Wool has several qualities that distinguish it from hair or fur: it is crimped, it is elastic, and it grows in staples (clusters).
Characteristics
Wool's scaling and crimp make it easier to spin the fleece by helping the individual fibers attach to each other, so they stay together. Because of the crimp, wool fabrics have a greater bulk than other textiles, and retain air, which causes the product to retain heat. Insulation also works both ways; Bedouins and Tuaregs use wool clothes to keep heat out and protect the body.
The amount of crimp corresponds to the fineness of the wool fibers. A fine wool like Merino may have up to 100 crimps per inch, while the coarser wools like karakul may have as few as 1 to 2. Hair, by contrast, has little if any scale and no crimp, and little ability to bind into yarn.

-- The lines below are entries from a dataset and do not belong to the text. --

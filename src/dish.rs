//! Turning a model's dish guess into a usable title.

use regex::Regex;
use serde_json::Value as JsonValue;
use std::sync::LazyLock;

/// Reserved title meaning "the model could not name the dish".
pub const UNKNOWN_DISH: &str = "Unknown Dish";

/// Generic answers that name no dish at all (compared case-insensitively).
const PLACEHOLDER_TITLES: &[&str] = &[
    "dish",
    "food",
    "unknown",
    "none",
    "unknown dish",
    "n/a",
    "null",
];

static ALPHA_RUN_RE: LazyLock<Regex> = LazyLock::new(|| Regex::new(r"\p{L}{3,}").unwrap());

/// Capitalized words, optionally joined by lowercase connectors
/// ("Fish and Chips", "Steak au Poivre", "Mac & Cheese").
static CAPITALIZED_RUN_RE: LazyLock<Regex> = LazyLock::new(|| {
    Regex::new(
        r"\p{Lu}[\p{L}'’-]*(?:[ \t]+(?:(?:and|with|au|aux|al|alla|e|de|del|di|du|of|in|on|&)[ \t]+)?\p{Lu}[\p{L}'’-]*)*",
    )
    .unwrap()
});

static LEADING_LABEL_RE: LazyLock<Regex> =
    LazyLock::new(|| Regex::new(r"(?i)^(?:dish|title|name)[ \t]*:[ \t]*").unwrap());

/// Pulls `title` out of the identification reply and sanitizes it.
#[must_use]
pub fn title_from_reply(reply: &JsonValue) -> String {
    let raw = reply
        .get("title")
        .or_else(|| reply.get("dish"))
        .and_then(JsonValue::as_str)
        .unwrap_or_default();
    sanitize_title(raw)
}

/// Reduces a raw model title to a clean dish name, or [`UNKNOWN_DISH`].
#[must_use]
pub fn sanitize_title(raw: &str) -> String {
    let trimmed = raw
        .trim()
        .trim_matches(|c: char| c == '"' || c == '\'' || c == '.' || c == '!' || c == ':')
        .trim();
    let trimmed = LEADING_LABEL_RE.replace(trimmed, "");
    let trimmed = trimmed.trim_matches(|c: char| c.is_whitespace() || c == '"' || c == '\'');

    let candidate = CAPITALIZED_RUN_RE
        .find(trimmed)
        .map_or(trimmed, |m| m.as_str().trim());

    if is_placeholder(candidate) || !ALPHA_RUN_RE.is_match(candidate) {
        return UNKNOWN_DISH.to_string();
    }
    candidate.to_string()
}

#[must_use]
pub fn is_unknown(title: &str) -> bool {
    title == UNKNOWN_DISH
}

fn is_placeholder(s: &str) -> bool {
    s.is_empty() || PLACEHOLDER_TITLES.iter().any(|p| s.eq_ignore_ascii_case(p))
}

On sheep, the hair part of the fleece is called kemp. The relative amounts of kemp to wool vary from breed to breed, and make some fleeces more desirable for spinning, felting, or carding into batts for quilts or other insulating products, including the famous tweed cloth of Scotland.
Wool fibers are hydrophilic, meaning they readily absorb moisture, but are not hollow. Wool can absorb moisture almost one-third of its own weight. Wool absorbs sound like many other fabrics. It is generally a creamy white color, although some breeds of sheep produce natural colors, such as black, brown, silver, and random mixes.

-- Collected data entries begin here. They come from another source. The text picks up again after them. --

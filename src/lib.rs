#![warn(clippy::all, clippy::pedantic, clippy::nursery)]
#![allow(clippy::missing_errors_doc, clippy::module_name_repetitions)]

pub mod app;
pub mod cloudinary;
pub mod config;
pub mod dish;
pub mod error;
pub mod llm;
pub mod logging;
pub mod models;
pub mod pipeline;
pub mod recipe;
pub mod routes;

pub use app::build_app;
pub use models::AppState;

Wool ignites at a higher temperature than cotton and some synthetic fibers. It has lower rate of flame spread, low heat release, low heat of combustion, and does not melt or drip; it forms a char which is insulating and self-extinguishing, and contributes less to toxic gases and smoke than other flooring products, when used in carpets. Wool carpets are specified for high safety environments, such as trains and aircraft. Wool is usually specified for garments for firefighters, soldiers, and others in occupations where they are exposed to the likelihood of fire.
Wool is resistant to static electricity, as the moisture retained within the fabric conducts electricity, so wool garments are much less likely to spark or cling to the body. The use of wool car seat covers or carpets reduces the risk of a shock when a person touches a grounded object. Wool is considered by the medical profession to be hypoallergenic.
Shearing
Sheep shearing is the process by which the woolen fleece of a sheep is cut off.

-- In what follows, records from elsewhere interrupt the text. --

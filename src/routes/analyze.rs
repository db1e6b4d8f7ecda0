use axum::{
    Json,
    extract::{State, rejection::JsonRejection},
};
use base64::{Engine as _, engine::general_purpose::STANDARD as B64};

use crate::cloudinary::UploadOptions;
use crate::error::{AppError, AppResult};
use crate::models::{AnalyzeRequest, AnalyzeResponse, AppState};
use crate::pipeline;

/// Host the photo, then identify, describe and write two recipes for it.
///
/// # Errors
///
/// 400 if the body is not JSON or `image` is missing or not base64,
/// 500 if the asset host rejects the upload. Inference failures never
/// surface here; they degrade to fallbacks inside the pipeline.
pub async fn analyze(
    State(state): State<AppState>,
    payload: Result<Json<AnalyzeRequest>, JsonRejection>,
) -> AppResult<Json<AnalyzeResponse>> {
    let Json(req) = payload.map_err(|e| AppError::bad_request(format!("Invalid request body: {}", e.body_text())))?;

    let bytes = decode_image(req.image.as_deref())?;
    tracing::info!(bytes = bytes.len(), "image accepted");

    let opts = UploadOptions {
        folder: non_empty(req.folder).unwrap_or_else(|| state.config.upload_folder.clone()),
        public_id: non_empty(req.public_id)
            .unwrap_or_else(|| format!("dish-{}", uuid::Uuid::new_v4())),
        overwrite: true,
    };

    let image_url = state
        .assets
        .upload(&state.http, bytes, &opts)
        .await
        .map_err(|e| AppError::upstream("Image upload failed", &e))?;
    tracing::info!(image_url = %image_url, public_id = %opts.public_id, "image hosted");

    let caption = pipeline::clean_caption(req.caption.as_deref());
    Ok(Json(pipeline::analyze(&state, image_url, caption).await))
}

/// Decodes the `image` field. Accepts an optional `data:<mime>;base64,`
/// prefix and ignores embedded whitespace.
///
/// # Errors
///
/// `BadRequest` if the field is absent/blank or not valid base64.
pub fn decode_image(image: Option<&str>) -> AppResult<Vec<u8>> {
    let raw = image
        .map(str::trim)
        .filter(|s| !s.is_empty())
        .ok_or_else(|| AppError::bad_request("No image provided"))?;

    let payload = match raw.split_once(";base64,") {
        Some((head, data)) if head.starts_with("data:") => data,
        _ => raw,
    };
    let compact: String = payload.chars().filter(|c| !c.is_ascii_whitespace()).collect();

    B64.decode(compact.as_bytes())
        .map_err(|e| AppError::bad_request(format!("Invalid base64 image data: {e}")))
}

fn non_empty(v: Option<String>) -> Option<String> {
    v.map(|s| s.trim().to_string()).filter(|s| !s.is_empty())
}

#[cfg(test)]
mod tests {
    use super::*;

    fn bad_request_msg(r: AppResult<Vec<u8>>) -> String {
        match r {
            Err(AppError::BadRequest(m)) => m,
            other => panic!("expected BadRequest, got {other:?}"),
        }
    }

    #[test]
    fn decodes_plain_and_data_uri_payloads() {
        assert_eq!(decode_image(Some("aGVsbG8=")).unwrap(), b"hello");
        assert_eq!(
            decode_image(Some("data:image/jpeg;base64,aGVs\nbG8=")).unwrap(),
            b"hello"
        );
    }

    #[test]
    fn missing_or_blank_image_is_rejected() {
        assert_eq!(bad_request_msg(decode_image(None)), "No image provided");
        assert_eq!(bad_request_msg(decode_image(Some("  "))), "No image provided");
    }

    #[test]
    fn invalid_base64_is_rejected() {
        let msg = bad_request_msg(decode_image(Some("not base64!!")));
        assert!(msg.starts_with("Invalid base64 image data"), "{msg}");
    }
}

After shearing, the wool is separated into four main categories: fleece (which makes up the vast bulk), broken, bellies, and locks. The quality of fleeces is determined by a technique known as wool classing, whereby a qualified person called a wool classer groups wools of similar gradings together to maximize the return for the farmer or sheep owner. In Australia and New Zealand, before being auctioned, all Merino fleece wool is objectively measured for micron, yield (including the amount of vegetable matter), staple length, staple strength, and sometimes color and comfort factor.
Scouring
Wool straight off a sheep, known as "greasy wool" or "wool in the grease", contains a high level of valuable lanolin, as well as dirt, dead skin, sweat residue, pesticide, and vegetable matter. Before the wool can be used for commercial purposes, it must be scoured, a process of cleaning the greasy wool. Scouring may be as simple as a bath in warm water, or as complicated as an industrial process using detergent and alkali, and specialized equipment. In commercial wool, vegetable matter is often removed by chemical carbonization. In less-processed wools, vegetable matter may be removed by hand, and some of the lanolin left intact through use of gentler detergents. This semigrease wool can be worked into yarn and knitted into particularly water-resistant mittens or sweaters, such as those of the Aran Island fishermen. Lanolin removed from wool is widely used in cosmetic products such as hand creams.
Quality
The quality of wool is determined by its fiber diameter, crimp, yield, color, and staple strength. Fiber diameter is the single most important wool characteristic determining quality and price.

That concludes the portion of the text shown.